Exercise inputs =>

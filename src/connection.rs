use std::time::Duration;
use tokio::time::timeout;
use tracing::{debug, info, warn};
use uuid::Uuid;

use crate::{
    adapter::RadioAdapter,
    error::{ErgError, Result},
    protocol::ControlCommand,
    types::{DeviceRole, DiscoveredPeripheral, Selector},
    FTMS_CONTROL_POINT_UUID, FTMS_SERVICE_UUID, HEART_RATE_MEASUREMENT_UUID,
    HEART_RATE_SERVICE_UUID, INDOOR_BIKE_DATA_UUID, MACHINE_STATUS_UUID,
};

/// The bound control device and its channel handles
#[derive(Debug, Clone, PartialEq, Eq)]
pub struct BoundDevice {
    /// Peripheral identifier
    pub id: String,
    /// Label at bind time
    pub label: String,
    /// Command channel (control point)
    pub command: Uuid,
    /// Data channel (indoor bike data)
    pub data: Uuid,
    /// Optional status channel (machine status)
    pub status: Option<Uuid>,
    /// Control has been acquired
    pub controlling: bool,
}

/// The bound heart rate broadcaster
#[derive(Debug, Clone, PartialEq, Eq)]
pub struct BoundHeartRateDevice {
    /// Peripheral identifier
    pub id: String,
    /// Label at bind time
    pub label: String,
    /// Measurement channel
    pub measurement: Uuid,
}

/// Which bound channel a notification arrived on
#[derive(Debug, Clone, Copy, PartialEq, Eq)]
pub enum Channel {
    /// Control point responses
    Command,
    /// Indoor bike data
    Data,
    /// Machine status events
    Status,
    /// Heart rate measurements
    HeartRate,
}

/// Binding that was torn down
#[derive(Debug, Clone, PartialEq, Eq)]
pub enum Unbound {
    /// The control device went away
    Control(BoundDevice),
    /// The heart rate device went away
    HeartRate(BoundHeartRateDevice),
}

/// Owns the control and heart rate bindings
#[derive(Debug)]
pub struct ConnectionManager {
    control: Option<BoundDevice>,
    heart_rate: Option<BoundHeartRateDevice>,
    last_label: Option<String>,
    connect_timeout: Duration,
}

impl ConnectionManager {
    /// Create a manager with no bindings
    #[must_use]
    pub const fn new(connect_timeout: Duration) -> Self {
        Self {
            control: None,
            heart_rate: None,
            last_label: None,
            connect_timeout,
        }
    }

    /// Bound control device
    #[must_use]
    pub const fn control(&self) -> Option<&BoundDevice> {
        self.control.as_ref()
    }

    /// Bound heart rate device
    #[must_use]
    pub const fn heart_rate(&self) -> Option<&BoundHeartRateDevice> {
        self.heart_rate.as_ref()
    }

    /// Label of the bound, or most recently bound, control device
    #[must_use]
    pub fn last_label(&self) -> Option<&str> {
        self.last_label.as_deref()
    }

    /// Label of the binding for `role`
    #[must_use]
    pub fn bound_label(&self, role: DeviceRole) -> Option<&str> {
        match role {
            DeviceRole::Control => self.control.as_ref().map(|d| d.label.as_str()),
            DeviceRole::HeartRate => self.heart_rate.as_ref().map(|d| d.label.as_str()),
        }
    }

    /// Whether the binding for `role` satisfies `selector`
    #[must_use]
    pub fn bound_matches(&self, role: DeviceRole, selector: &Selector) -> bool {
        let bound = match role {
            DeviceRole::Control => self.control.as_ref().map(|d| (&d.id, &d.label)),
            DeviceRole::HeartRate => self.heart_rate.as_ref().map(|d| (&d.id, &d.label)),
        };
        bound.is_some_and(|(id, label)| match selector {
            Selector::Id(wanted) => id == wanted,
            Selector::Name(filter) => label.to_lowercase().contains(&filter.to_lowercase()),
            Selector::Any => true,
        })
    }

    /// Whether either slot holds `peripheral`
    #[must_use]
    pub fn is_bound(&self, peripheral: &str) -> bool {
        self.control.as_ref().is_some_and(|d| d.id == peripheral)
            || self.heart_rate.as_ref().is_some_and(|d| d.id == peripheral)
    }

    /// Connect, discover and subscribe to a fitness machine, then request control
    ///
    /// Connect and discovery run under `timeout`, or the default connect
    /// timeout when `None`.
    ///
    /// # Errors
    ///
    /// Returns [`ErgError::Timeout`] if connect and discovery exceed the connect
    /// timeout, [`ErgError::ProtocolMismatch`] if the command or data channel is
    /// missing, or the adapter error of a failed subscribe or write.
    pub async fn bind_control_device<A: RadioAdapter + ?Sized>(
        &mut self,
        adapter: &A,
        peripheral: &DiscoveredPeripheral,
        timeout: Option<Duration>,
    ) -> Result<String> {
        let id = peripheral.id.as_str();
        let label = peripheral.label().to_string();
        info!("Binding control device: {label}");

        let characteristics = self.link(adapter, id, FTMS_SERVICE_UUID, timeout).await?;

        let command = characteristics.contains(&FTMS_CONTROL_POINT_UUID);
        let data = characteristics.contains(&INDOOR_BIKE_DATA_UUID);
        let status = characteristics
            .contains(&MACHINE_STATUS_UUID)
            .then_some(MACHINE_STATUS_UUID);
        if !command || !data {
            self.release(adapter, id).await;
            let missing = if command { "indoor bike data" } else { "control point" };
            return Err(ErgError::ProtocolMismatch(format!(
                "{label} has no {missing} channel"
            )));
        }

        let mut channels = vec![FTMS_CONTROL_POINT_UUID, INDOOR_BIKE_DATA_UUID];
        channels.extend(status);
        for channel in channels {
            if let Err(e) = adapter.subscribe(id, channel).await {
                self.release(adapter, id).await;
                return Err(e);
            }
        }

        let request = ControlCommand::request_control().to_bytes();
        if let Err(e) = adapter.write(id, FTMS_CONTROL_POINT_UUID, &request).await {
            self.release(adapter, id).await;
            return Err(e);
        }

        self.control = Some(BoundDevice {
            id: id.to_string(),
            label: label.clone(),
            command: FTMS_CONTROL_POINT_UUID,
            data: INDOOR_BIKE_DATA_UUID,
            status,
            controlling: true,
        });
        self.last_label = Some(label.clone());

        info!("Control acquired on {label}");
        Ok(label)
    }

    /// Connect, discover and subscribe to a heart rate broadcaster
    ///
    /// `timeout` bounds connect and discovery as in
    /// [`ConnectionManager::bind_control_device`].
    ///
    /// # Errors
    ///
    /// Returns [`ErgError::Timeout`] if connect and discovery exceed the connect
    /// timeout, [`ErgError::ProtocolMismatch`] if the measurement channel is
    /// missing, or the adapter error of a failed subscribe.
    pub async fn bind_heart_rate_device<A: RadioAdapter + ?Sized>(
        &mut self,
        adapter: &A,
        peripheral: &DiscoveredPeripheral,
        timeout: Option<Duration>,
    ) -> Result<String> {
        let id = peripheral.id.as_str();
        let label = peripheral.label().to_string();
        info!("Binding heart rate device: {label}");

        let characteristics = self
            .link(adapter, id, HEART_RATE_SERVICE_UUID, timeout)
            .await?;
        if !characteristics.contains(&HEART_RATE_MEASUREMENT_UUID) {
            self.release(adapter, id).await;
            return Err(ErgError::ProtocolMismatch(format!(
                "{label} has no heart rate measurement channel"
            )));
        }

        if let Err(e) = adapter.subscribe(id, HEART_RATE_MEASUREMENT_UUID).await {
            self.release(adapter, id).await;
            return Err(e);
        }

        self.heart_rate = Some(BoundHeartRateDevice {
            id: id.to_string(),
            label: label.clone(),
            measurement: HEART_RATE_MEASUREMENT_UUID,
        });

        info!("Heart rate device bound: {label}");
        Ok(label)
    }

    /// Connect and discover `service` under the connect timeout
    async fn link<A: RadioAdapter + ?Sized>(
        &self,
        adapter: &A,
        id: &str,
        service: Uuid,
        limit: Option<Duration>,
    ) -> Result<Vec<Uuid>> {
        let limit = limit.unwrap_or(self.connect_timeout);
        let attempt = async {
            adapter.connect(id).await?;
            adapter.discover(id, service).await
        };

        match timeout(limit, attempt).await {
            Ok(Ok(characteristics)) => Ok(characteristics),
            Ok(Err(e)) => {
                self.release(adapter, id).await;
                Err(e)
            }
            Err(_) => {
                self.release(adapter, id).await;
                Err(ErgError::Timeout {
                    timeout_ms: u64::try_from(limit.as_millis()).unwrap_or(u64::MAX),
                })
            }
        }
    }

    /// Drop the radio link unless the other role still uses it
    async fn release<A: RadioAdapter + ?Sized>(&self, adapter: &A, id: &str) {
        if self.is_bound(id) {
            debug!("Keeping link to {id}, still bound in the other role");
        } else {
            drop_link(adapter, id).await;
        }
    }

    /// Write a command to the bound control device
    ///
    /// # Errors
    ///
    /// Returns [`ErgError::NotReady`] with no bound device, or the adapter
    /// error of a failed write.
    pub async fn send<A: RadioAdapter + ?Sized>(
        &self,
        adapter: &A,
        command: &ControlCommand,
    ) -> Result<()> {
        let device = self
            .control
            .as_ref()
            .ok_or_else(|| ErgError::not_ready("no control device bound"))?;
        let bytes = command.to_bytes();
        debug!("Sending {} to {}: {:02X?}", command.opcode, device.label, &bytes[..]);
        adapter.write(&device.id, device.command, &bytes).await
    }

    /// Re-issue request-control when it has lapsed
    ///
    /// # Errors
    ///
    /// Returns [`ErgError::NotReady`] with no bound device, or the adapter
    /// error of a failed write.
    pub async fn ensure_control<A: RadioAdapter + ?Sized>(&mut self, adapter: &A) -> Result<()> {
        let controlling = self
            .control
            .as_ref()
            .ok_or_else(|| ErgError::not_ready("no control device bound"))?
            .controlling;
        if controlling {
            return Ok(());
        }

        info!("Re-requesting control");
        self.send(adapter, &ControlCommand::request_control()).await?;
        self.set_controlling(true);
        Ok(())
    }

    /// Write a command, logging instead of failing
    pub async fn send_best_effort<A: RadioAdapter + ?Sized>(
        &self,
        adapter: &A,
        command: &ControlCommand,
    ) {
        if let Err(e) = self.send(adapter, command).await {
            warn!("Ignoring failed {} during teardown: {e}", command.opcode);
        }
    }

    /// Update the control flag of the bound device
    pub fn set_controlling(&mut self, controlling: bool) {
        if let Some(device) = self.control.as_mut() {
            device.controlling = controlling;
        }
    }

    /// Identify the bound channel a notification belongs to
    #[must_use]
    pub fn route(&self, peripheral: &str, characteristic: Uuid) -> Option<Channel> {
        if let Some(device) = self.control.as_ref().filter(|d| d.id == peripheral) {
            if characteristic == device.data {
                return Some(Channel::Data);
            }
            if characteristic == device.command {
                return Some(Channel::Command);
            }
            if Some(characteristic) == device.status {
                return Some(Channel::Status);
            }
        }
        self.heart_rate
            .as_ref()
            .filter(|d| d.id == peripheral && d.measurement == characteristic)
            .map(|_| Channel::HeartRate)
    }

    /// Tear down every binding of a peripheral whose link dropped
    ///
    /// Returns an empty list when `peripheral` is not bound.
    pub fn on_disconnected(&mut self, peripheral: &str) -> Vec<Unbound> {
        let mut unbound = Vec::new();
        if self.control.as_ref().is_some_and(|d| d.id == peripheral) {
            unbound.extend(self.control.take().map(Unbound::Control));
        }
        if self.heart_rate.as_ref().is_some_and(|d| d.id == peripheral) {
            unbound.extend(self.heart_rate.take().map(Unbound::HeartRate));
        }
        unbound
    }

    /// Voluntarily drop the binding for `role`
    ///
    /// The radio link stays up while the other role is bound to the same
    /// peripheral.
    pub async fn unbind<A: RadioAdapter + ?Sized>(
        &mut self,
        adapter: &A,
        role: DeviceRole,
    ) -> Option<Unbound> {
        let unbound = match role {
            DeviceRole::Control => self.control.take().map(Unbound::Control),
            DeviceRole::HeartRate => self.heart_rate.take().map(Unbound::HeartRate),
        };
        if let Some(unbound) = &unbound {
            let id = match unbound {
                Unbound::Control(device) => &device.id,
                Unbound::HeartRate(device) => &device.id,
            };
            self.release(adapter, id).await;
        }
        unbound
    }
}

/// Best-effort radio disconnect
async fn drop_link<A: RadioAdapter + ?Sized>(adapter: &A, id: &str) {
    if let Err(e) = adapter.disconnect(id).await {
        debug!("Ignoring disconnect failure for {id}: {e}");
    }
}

Exercise instructions => All that is wanted is the run of lines from the start of the data through the line containing "pub enum Unbound", copied word for word.

Output for this task =>
filename src/connection.rs
use std::time::Duration;
use tokio::time::timeout;
use tracing::{debug, info, warn};
use uuid::Uuid;

use crate::{
    adapter::RadioAdapter,
    error::{ErgError, Result},
    protocol::ControlCommand,
    types::{DeviceRole, DiscoveredPeripheral, Selector},
    FTMS_CONTROL_POINT_UUID, FTMS_SERVICE_UUID, HEART_RATE_MEASUREMENT_UUID,
    HEART_RATE_SERVICE_UUID, INDOOR_BIKE_DATA_UUID, MACHINE_STATUS_UUID,
};

/// The bound control device and its channel handles
#[derive(Debug, Clone, PartialEq, Eq)]
pub struct BoundDevice {
    /// Peripheral identifier
    pub id: String,
    /// Label at bind time
    pub label: String,
    /// Command channel (control point)
    pub command: Uuid,
    /// Data channel (indoor bike data)
    pub data: Uuid,
    /// Optional status channel (machine status)
    pub status: Option<Uuid>,
    /// Control has been acquired
    pub controlling: bool,
}

/// The bound heart rate broadcaster
#[derive(Debug, Clone, PartialEq, Eq)]
pub struct BoundHeartRateDevice {
    /// Peripheral identifier
    pub id: String,
    /// Label at bind time
    pub label: String,
    /// Measurement channel
    pub measurement: Uuid,
}

/// Which bound channel a notification arrived on
#[derive(Debug, Clone, Copy, PartialEq, Eq)]
pub enum Channel {
    /// Control point responses
    Command,
    /// Indoor bike data
    Data,
    /// Machine status events
    Status,
    /// Heart rate measurements
    HeartRate,
}

/// Binding that was torn down
#[derive(Debug, Clone, PartialEq, Eq)]
pub enum Unbound {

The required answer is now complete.